A: Early on in the writing process I had an image combined with a spoken line in my head that I felt made the ending, though I didn’t know exactly how I’d get there. It turned out that the exact wording of the line was jettisoned, but the gist of the ending has remained the same through many revisions.

Above all I wanted it to seem natural, the inevitable outcome of my narrator’s decisions and actions, not the result of careful plotting, so that it could preserve that headlong feeling throughout the latter half of the novel, as things unravel to their end.

I realize that some readers will feel dissatisfied—the ending does not tie up any loose ends, explain motives, or deliver justice—but that is all just as it should be.   

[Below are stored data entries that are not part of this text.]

use std::fs;
use std::path::Path;

use bevy_ecs::prelude::*;
use rand::Rng;
use serde::{Deserialize, Serialize};

use crate::simulation::career::Career;
use crate::simulation::events::ScheduledEvents;
use crate::simulation::journal::Journal;
use crate::simulation::npcs::NpcPool;
use crate::simulation::profile::PlayerProfile;
use crate::simulation::session::GameStatus;
use crate::simulation::social::SocialState;
use crate::simulation::stardb::StarDb;
use crate::simulation::stats::PlayerStats;
use crate::simulation::time::GameClock;
use crate::simulation::wealth::Wealth;

fn default_save_version() -> u32 {
    1
}

/// Save state capturing the full aggregate. Fields added after the first
/// release default on load, so older saves keep working instead of being
/// rejected.
#[derive(Debug, Clone, PartialEq, Serialize, Deserialize)]
pub struct SaveState {
    #[serde(default = "default_save_version")]
    pub version: u32,
    pub seed: u64,
    pub clock: GameClock,
    pub profile: PlayerProfile,
    pub stats: PlayerStats,
    pub wealth: Wealth,
    #[serde(default)]
    pub career: Career,
    #[serde(default)]
    pub social: SocialState,
    #[serde(default)]
    pub npcs: NpcPool,
    #[serde(default)]
    pub scheduled_events: ScheduledEvents,
    #[serde(default)]
    pub stardb: StarDb,
    #[serde(default)]
    pub journal: Journal,
    #[serde(default)]
    pub status: GameStatus,
}

/// Extract a serializable snapshot of the world.
pub fn extract_state_from_world(world: &World, seed: u64) -> SaveState {
    SaveState {
        version: default_save_version(),
        seed,
        clock: world.resource::<GameClock>().clone(),
        profile: world.resource::<PlayerProfile>().clone(),
        stats: world.resource::<PlayerStats>().clone(),
        wealth: world.resource::<Wealth>().clone(),
        career: world.resource::<Career>().clone(),
        social: world.resource::<SocialState>().clone(),
        npcs: world.resource::<NpcPool>().clone(),
        scheduled_events: world.resource::<ScheduledEvents>().clone(),
        stardb: world.resource::<StarDb>().clone(),
        journal: world.resource::<Journal>().clone(),
        status: *world.resource::<GameStatus>(),
    }
}

/// Replace the world's aggregate resources with a loaded snapshot.
pub fn apply_state_to_world(world: &mut World, state: SaveState) {
    world.insert_resource(state.clock);
    world.insert_resource(state.profile);
    world.insert_resource(state.stats);
    world.insert_resource(state.wealth);
    world.insert_resource(state.career);
    world.insert_resource(state.social);
    world.insert_resource(state.npcs);
    world.insert_resource(state.scheduled_events);
    world.insert_resource(state.stardb);
    world.insert_resource(state.journal);
    world.insert_resource(state.status);
}

/// Patch gaps left by saves from before certain features existed rather than
/// rejecting them.
pub fn backfill_state(state: &mut SaveState, rng: &mut impl Rng) {
    if state.npcs.npcs.is_empty() {
        state.npcs = NpcPool::populate(rng);
    }
    for npc in &mut state.npcs.npcs {
        if npc.acting_skill == 0 {
            npc.acting_skill = 10 + rng.gen_range(0..60);
        }
    }
}

pub fn save_state_to_json(state: &SaveState) -> serde_json::Result<String> {
    serde_json::to_string_pretty(state)
}

pub fn load_state_from_json(data: &str) -> serde_json::Result<SaveState> {
    serde_json::from_str(data)
}

pub fn save_state_to_path<P: AsRef<Path>>(state: &SaveState, path: P) -> std::io::Result<()> {
    let json = save_state_to_json(state)
        .map_err(|err| std::io::Error::new(std::io::ErrorKind::InvalidData, err))?;
    fs::write(path, json)
}

pub fn load_state_from_path<P: AsRef<Path>>(path: P) -> std::io::Result<SaveState> {
    let data = fs::read_to_string(path)?;
    load_state_from_json(&data)
        .map_err(|err| std::io::Error::new(std::io::ErrorKind::InvalidData, err))
}

#[cfg(test)]
mod tests {
    use super::*;
    use rand::rngs::StdRng;
    use rand::SeedableRng;

    fn sample_state() -> SaveState {
        let mut rng = StdRng::seed_from_u64(21);
        let mut state = SaveState {
            version: 1,
            seed: 21,
            clock: GameClock { week: 30, age: 18 },
            profile: PlayerProfile::default(),
            stats: PlayerStats::default(),
            wealth: Wealth::default(),
            career: Career::default(),
            social: SocialState::default(),
            npcs: NpcPool::populate(&mut rng),
            scheduled_events: ScheduledEvents::default(),
            stardb: StarDb::default(),
            journal: Journal::default(),
            status: GameStatus::default(),
        };
        state.journal.record(30, "a week happened");
        state.stats.record_history(30);
        state.wealth.record_history(30);
        state
    }

    #[test]
    fn json_round_trip_is_lossless() {
        let state = sample_state();
        let json = save_state_to_json(&state).unwrap();
        let loaded = load_state_from_json(&json).unwrap();
        assert_eq!(state, loaded);
    }

    #[test]
    fn missing_sections_default_instead_of_failing() {
        let json = r#"{
            "seed": 7,
            "clock": {"week": 5, "age": 18},
            "profile": {"name": "Starry 1", "gender": "Female", "birthplace": "London, UK", "handle": "starry_1"},
            "stats": {"health": 90, "happiness": 60, "acting_skill": 12, "fame": 8, "reputation": 50},
            "wealth": {"cash": 5000, "income": 0, "expenses": 50}
        }"#;
        let loaded = load_state_from_json(json).unwrap();
        assert_eq!(loaded.version, 1);
        assert!(loaded.career.current_roles.is_empty());
        assert!(loaded.npcs.npcs.is_empty());
        assert_eq!(loaded.social.followers, 1500);
    }

    #[test]
    fn backfill_repopulates_an_empty_roster() {
        let json = r#"{
            "seed": 7,
            "clock": {"week": 5, "age": 18},
            "profile": {"name": "Starry 1", "gender": "Female", "birthplace": "London, UK", "handle": "starry_1"},
            "stats": {"health": 90, "happiness": 60, "acting_skill": 12, "fame": 8, "reputation": 50},
            "wealth": {"cash": 5000, "income": 0, "expenses": 50}
        }"#;
        let mut loaded = load_state_from_json(json).unwrap();
        let mut rng = StdRng::seed_from_u64(1);
        backfill_state(&mut loaded, &mut rng);
        assert!(!loaded.npcs.npcs.is_empty());
        assert!(loaded.npcs.npcs.iter().all(|n| n.acting_skill >= 10));
    }
}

Q: How was the novel’s title chosen, and what does it signify for you?

A: The title chose me! When I first started writing the book, I dreamed that I was holding the finished book in my hands—it was a black hardback with the title and my name in bold white letters. I woke up with that title in my head, knew it was right, and never “looked” back—haha.

Interestingly, one of the bound manuscript copies my publisher made looked very much like the version I’d seen in the dream.

For me the title is flexible in its simplicity. “Looker” can refer to either the narrator or the actress, for instance, and it’s a kind of reclamation of that word that men use to describe attractive women, too.

I usually think of my narrator as “Looker,” of course, because of her spying habit, but it could also refer to the actress, who is, in the traditional sense, a “looker.” But so is the narrator, too, or she believes herself to be—and beauty, as we all know, is inextricable from perception.

“Looker” incriminates the reader, too…aren’t we all “lookers” these days, looking on social media and elsewhere at other lives, comparing them to our own? We’re a society of lookers; we’re all complicit.

Q: What are you working on now?

A: I’m working on a novel about a receptionist/aspiring poet in a small-town bank who begins receiving oddly threatening phone calls that ultimately change her life—for weird, better, and worse. I won’t say anymore since I’m in the throes of writing and revising!

Q: Anything else we should know?

A: I’m a crazy cat lady. I have one terribly spoiled cat at home named Rocket, and wish I could hoard many more.